MM5 Modeling System Overview


Brief Description

The PSU/NCAR mesoscale model is a limited-area, nonhydrostatic or hydrostatic (Version 2 only), terrain-following sigma-coordinate model designed to simulate or predict mesoscale and regional-scale atmospheric circulation. It has been developed at Penn State and NCAR as a community mesoscale model and is continuously being improved by contributions from users at several universities and government laboratories.

The Fifth-Generation NCAR / Penn State Mesoscale Model (MM5) is the latest in a series that developed from a mesoscale model used by Anthes at Penn State in the early 70's that was later documented by Anthes and Warner (1978). Since that time, it has undergone many changes designed to broaden its usage. These include (i) a multiple-nest capability, (ii) nonhydrostatic dynamics, which allows the model to be used at a few-kilometer scale, (iii) multitasking capability on shared- and distributed-memory machines, (iv) a four-dimensional data-assimilation capability, and (v) more physics options.

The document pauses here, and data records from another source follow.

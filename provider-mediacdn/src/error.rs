//! Error types for the media CDN provider

use thiserror::Error;

/// Media CDN provider errors
#[derive(Error, Debug)]
pub enum MediaCdnError {
    /// Authentication failed or key is invalid
    #[error("Authentication failed: {0}")]
    AuthenticationFailed(String),

    /// API request returned an error
    #[error("Media CDN API error (status {status_code}): {message}")]
    ApiError { status_code: u16, message: String },

    /// The requested public id is already taken
    #[error("Public id already exists: {0}")]
    AlreadyExists(String),

    /// The remote refuses this file type outright
    #[error("Restricted file type: {0}")]
    RestrictedFileType(String),

    /// Resource not found
    #[error("Resource not found: {public_id}")]
    ResourceNotFound { public_id: String },

    /// Failed to parse API response
    #[error("Failed to parse API response: {0}")]
    ParseError(String),

    /// Network error
    #[error("Network error: {0}")]
    NetworkError(String),

    /// Bridge error
    #[error(transparent)]
    BridgeError(#[from] offload_bridge::error::BridgeError),
}

/// Result type for media CDN operations
pub type Result<T> = std::result::Result<T, MediaCdnError>;

impl From<MediaCdnError> for offload_bridge::error::BridgeError {
    fn from(error: MediaCdnError) -> Self {
        use offload_bridge::error::BridgeError;
        match error {
            MediaCdnError::AlreadyExists(id) => BridgeError::AlreadyExists(id),
            MediaCdnError::RestrictedFileType(msg) => BridgeError::Restricted(msg),
            MediaCdnError::NetworkError(msg) => BridgeError::RemoteUnavailable(msg),
            MediaCdnError::ApiError {
                status_code,
                message,
            } => BridgeError::RemoteApi {
                status: status_code,
                message,
            },
            MediaCdnError::BridgeError(e) => e,
            other => BridgeError::OperationFailed(other.to_string()),
        }
    }
}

The model (known as MM5) is supported by several auxiliary programs, which are referred to collectively as the MM5 modeling system.

A schematic diagram (a pdf file, to be opened by Adobe Acrobat Reader) is provided to facilitate discussion of the complete modeling system. It is intended to show the order of the programs and the flow of the data, and to briefly describe their primary functions. Documentation for various programs in the modeling system is available online.

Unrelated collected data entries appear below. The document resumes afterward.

//! # Host Bridge Traits
//!
//! Capability traits the offload engine consumes from its host.
//!
//! ## Overview
//!
//! This crate defines the contract between the sync engine and the
//! environment it runs in. Each trait represents a capability the engine
//! requires but does not own: the asset catalog, local file storage, the
//! remote object/CDN store, HTTP transport, background dispatch, and
//! scheduling.
//!
//! ## Traits
//!
//! ### Storage & Assets
//! - [`AssetCatalog`](catalog::AssetCatalog) - Query-by-predicate over host media assets
//! - [`FileSystemAccess`](fs::FileSystemAccess) - Local media byte storage
//! - [`RemoteMediaStore`](remote::RemoteMediaStore) - Remote object/CDN operations
//!
//! ### Execution
//! - [`BackgroundDispatcher`](background::BackgroundDispatcher) - Fire-and-forget "run this soon, out of band"
//! - [`Scheduler`](background::Scheduler) - "Run this callback again every N seconds"
//!
//! ### Utilities
//! - [`HttpClient`](http::HttpClient) - Async HTTP transport for connectors
//! - [`Clock`](time::Clock) - Injectable time source for deterministic tests
//!
//! ## Error Handling
//!
//! All bridge traits use [`BridgeError`](error::BridgeError). Implementations
//! convert their native errors into it and keep messages actionable. Remote
//! store responses that the engine must distinguish ("already exists",
//! "restricted file type", unreachable) have dedicated variants so handlers
//! can match on them instead of parsing strings.
//!
//! ## Thread Safety
//!
//! All traits require `Send + Sync`; implementations are shared across async
//! tasks behind `Arc`.

pub mod background;
pub mod catalog;
pub mod error;
pub mod fs;
pub mod http;
pub mod remote;
pub mod time;

pub use error::BridgeError;

// Re-export commonly used types
pub use background::{BackgroundDispatcher, DispatchHandler, DispatchRequest, Scheduler};
pub use catalog::{AssetCatalog, AssetRecord, MediaKind};
pub use fs::{FileMetadata, FileSystemAccess};
pub use http::{HttpClient, HttpMethod, HttpRequest, HttpResponse};
pub use remote::{RemoteMediaStore, RemoteResource, TransformResult, UploadRequest, UploadResult};
pub use time::{Clock, ManualClock, SystemClock};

Terrestrial and isobaric meteorological data are horizontally interpolated (programs TERRAIN and REGRID) from a latitude-longitude mesh to a variable high-resolution domain on either a Mercator, Lambert conformal, or polar stereographic projection. Since the interpolation does not provide mesoscale detail, the interpolated data may be enhanced (program RAWINS or little_r) with observations from the standard network of surface and rawinsonde stations using either a successive-scan Cressman technique or multiquadric scheme. Program INTERPF performs the vertical interpolation from pressure levels to the sigma coordinate system of MM5. Sigma surfaces near the ground closely follow the terrain, and the higher-level sigma surfaces tend to approximate isobaric surfaces. Since the vertical and horizontal resolution and domain size are variable, the modeling package programs employ parameterized dimensions requiring a variable amount of core memory. Some peripheral storage devices are also used.

Since MM5 is a regional model, it requires an initial condition as well as lateral boundary condition to run. To produce lateral boundary condition for a model run, one needs gridded data to cover the entire time period that the model is integrated.

Current Release

The current release for the MM5 modeling system is Version 3. MM5 Version 2, or V2 is also available.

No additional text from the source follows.